§ **Work to be completed**
Say how many lines in the records include the string "window", adding no other words.

§ **Stored items**
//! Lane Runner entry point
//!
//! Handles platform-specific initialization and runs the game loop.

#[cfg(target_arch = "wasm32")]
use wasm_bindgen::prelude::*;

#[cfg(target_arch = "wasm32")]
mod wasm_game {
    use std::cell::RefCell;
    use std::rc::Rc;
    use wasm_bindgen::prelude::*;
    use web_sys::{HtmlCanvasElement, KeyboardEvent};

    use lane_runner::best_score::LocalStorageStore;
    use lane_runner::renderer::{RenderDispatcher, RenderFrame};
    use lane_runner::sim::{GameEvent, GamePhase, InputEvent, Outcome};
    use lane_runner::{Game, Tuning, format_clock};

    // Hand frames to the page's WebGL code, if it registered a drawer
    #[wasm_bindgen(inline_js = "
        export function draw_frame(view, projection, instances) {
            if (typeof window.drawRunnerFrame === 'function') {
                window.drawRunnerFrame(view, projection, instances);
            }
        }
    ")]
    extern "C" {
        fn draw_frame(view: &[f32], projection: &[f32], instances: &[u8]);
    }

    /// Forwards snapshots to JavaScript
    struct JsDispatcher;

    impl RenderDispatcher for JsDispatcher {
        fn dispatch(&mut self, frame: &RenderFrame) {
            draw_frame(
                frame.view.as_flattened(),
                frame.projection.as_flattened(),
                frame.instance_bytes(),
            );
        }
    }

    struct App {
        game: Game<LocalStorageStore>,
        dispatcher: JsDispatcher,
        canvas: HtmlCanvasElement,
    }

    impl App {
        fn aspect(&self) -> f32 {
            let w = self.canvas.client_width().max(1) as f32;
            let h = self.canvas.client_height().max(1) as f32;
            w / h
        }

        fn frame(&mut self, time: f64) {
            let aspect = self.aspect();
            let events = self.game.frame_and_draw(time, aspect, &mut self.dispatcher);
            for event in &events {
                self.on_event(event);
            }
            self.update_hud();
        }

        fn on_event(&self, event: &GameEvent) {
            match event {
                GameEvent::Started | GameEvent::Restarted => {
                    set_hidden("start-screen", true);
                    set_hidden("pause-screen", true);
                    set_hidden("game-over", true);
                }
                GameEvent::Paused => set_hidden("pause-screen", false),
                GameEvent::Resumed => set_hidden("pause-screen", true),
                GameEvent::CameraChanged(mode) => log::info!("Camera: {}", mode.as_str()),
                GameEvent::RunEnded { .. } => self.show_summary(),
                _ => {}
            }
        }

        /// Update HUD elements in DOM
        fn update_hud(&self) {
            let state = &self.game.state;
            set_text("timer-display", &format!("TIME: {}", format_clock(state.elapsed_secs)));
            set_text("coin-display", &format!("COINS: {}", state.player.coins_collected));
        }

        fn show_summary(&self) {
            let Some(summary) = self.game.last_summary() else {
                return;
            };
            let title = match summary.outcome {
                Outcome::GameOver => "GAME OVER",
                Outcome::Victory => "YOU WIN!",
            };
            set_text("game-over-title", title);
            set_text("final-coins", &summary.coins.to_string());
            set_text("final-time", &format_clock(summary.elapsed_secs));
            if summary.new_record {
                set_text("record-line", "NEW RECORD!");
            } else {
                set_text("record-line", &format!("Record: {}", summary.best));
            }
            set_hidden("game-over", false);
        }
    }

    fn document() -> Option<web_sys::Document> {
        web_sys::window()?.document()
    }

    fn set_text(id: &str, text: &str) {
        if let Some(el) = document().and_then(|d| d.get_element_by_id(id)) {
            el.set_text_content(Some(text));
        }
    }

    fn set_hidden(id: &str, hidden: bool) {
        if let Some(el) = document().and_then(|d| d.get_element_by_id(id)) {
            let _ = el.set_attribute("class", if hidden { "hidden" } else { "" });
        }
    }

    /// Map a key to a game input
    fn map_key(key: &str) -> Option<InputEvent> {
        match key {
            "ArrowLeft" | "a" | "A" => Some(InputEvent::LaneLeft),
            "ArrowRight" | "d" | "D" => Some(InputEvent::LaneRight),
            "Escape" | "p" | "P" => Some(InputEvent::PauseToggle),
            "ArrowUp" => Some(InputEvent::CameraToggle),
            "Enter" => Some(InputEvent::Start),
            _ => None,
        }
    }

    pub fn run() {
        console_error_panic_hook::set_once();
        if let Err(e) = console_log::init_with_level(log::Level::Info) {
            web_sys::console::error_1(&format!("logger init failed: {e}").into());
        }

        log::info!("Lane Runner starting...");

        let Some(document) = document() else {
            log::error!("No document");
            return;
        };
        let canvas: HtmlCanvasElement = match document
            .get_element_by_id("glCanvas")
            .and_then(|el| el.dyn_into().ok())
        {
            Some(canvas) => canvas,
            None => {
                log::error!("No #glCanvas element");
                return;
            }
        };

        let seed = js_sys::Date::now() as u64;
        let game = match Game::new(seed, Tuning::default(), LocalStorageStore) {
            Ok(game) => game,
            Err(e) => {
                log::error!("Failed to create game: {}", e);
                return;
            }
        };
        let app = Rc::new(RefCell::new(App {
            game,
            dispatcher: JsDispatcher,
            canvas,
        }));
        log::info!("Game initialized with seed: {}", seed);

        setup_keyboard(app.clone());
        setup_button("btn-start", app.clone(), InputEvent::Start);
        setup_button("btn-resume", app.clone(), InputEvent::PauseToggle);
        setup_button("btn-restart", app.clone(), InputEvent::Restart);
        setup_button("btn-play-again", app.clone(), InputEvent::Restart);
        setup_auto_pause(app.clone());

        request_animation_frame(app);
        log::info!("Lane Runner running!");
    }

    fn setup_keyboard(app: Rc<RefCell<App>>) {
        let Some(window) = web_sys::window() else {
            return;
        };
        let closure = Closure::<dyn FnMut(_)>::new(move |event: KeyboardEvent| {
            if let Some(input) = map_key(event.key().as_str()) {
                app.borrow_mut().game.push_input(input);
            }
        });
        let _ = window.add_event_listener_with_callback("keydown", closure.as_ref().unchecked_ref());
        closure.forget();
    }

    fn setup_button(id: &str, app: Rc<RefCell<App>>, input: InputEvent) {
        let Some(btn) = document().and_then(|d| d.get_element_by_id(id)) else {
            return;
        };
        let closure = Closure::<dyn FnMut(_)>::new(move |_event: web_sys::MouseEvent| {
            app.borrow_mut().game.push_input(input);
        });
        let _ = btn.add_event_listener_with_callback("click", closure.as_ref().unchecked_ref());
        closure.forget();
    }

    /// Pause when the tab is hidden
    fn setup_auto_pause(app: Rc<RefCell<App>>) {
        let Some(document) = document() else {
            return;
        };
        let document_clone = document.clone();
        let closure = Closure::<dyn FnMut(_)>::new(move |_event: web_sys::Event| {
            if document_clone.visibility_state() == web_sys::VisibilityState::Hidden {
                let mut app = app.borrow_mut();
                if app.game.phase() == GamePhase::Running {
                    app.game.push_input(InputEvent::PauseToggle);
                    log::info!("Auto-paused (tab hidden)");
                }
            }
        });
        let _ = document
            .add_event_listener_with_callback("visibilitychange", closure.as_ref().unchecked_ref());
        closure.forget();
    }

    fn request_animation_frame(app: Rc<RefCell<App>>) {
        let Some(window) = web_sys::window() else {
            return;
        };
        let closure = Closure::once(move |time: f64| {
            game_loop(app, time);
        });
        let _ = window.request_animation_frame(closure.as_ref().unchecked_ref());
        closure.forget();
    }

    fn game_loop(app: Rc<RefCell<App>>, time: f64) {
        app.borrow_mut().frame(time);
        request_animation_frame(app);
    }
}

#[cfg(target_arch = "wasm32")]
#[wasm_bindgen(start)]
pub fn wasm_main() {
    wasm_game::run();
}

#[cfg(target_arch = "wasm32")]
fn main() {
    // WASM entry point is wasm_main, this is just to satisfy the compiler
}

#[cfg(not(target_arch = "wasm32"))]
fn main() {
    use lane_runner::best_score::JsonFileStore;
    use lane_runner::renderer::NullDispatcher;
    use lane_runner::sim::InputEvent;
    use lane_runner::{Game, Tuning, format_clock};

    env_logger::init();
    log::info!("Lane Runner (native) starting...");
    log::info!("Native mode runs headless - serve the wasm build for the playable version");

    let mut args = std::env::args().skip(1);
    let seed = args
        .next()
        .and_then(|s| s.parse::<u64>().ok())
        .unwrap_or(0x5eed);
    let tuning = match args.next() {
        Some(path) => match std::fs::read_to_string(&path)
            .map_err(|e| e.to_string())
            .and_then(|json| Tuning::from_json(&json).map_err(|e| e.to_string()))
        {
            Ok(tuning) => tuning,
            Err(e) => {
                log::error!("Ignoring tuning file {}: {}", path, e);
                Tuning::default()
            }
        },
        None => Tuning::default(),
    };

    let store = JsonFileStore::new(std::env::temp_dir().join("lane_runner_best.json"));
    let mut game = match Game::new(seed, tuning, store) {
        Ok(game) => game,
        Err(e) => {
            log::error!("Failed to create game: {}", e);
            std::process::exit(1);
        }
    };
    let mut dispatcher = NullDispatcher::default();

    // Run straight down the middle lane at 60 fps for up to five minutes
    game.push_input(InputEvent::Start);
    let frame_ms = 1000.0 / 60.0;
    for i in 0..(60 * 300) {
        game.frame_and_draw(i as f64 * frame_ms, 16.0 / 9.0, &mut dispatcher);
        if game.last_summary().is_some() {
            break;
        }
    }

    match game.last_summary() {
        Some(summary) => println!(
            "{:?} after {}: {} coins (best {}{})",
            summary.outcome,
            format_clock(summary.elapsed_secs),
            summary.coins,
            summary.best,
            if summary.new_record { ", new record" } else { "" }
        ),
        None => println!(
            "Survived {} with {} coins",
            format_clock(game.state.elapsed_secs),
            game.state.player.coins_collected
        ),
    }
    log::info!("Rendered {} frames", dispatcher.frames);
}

--

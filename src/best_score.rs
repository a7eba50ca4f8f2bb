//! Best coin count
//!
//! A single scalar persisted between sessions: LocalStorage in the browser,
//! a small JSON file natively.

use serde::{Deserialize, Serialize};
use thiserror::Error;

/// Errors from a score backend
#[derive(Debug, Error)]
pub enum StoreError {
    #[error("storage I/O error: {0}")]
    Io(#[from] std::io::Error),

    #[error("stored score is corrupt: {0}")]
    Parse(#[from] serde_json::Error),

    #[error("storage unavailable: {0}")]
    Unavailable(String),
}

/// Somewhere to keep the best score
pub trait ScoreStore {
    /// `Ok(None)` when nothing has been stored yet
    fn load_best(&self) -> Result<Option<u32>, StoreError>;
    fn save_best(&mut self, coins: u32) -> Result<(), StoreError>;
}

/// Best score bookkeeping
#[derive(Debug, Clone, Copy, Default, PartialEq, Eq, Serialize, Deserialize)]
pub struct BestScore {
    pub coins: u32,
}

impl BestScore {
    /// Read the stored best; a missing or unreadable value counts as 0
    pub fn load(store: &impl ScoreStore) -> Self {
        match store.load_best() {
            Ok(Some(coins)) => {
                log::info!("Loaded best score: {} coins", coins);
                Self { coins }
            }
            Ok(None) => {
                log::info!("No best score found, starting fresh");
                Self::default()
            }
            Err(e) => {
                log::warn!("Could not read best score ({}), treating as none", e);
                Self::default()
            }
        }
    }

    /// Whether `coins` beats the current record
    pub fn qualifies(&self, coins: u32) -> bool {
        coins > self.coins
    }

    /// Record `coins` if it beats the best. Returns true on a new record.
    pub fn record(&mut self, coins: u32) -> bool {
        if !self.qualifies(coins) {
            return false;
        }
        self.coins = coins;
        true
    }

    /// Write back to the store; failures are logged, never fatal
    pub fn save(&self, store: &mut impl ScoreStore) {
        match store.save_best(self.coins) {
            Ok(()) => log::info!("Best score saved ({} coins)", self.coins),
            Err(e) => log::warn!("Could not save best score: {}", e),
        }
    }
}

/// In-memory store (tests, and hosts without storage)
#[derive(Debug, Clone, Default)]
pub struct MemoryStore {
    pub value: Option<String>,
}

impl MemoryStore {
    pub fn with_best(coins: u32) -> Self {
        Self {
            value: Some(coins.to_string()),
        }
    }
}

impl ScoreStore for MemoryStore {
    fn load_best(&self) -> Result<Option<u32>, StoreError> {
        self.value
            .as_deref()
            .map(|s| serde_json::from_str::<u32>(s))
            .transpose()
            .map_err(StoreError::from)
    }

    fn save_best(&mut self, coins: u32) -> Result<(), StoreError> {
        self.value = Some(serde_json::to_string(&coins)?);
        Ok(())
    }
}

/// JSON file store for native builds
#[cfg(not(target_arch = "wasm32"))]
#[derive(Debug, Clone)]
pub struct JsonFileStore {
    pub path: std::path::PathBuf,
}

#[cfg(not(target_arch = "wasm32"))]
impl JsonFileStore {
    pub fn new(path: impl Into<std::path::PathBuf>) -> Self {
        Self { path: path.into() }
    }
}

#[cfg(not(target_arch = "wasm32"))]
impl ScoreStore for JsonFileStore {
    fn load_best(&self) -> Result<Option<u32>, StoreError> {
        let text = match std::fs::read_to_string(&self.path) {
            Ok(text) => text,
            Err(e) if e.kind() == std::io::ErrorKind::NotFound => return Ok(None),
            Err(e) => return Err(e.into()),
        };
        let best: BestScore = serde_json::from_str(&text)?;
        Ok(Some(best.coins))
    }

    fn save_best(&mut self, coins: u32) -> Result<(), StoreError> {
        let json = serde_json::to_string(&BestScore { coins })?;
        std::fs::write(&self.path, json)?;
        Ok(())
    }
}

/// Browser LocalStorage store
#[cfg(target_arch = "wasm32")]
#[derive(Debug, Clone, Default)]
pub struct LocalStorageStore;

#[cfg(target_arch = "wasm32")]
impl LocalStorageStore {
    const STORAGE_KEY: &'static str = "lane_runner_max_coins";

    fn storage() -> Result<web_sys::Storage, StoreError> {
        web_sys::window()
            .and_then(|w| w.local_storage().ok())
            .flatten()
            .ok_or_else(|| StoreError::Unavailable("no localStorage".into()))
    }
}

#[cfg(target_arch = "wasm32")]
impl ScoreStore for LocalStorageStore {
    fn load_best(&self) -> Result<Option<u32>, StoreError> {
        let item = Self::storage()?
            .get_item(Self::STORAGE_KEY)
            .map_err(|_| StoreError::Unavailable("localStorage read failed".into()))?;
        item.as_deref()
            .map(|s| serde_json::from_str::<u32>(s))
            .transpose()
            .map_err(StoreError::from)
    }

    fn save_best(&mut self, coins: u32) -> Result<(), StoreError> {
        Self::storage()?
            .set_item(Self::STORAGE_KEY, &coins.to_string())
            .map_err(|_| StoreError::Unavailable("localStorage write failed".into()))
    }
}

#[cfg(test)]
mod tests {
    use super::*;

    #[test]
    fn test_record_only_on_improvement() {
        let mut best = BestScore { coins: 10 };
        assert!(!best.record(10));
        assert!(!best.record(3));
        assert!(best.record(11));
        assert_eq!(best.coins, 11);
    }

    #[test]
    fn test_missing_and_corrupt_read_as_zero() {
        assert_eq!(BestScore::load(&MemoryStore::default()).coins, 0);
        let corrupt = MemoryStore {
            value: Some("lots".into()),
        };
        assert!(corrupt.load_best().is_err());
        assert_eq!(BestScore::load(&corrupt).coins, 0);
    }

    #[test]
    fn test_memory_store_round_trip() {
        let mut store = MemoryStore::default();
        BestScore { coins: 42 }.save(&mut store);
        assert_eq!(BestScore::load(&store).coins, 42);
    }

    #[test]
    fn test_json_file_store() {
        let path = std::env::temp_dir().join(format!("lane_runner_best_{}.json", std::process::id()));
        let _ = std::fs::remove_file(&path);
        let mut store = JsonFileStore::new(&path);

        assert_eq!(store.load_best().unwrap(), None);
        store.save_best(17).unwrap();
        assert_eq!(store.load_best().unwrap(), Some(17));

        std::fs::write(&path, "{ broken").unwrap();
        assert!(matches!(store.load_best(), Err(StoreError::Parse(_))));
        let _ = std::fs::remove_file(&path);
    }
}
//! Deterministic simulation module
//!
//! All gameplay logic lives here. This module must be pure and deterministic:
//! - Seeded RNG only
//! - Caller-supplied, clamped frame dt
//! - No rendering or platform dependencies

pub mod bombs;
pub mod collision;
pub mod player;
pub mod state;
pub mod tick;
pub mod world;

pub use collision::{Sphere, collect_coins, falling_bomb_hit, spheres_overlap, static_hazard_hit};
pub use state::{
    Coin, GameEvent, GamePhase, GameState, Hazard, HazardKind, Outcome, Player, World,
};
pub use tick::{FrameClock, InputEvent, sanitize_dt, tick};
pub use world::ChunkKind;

§ **Your response**
8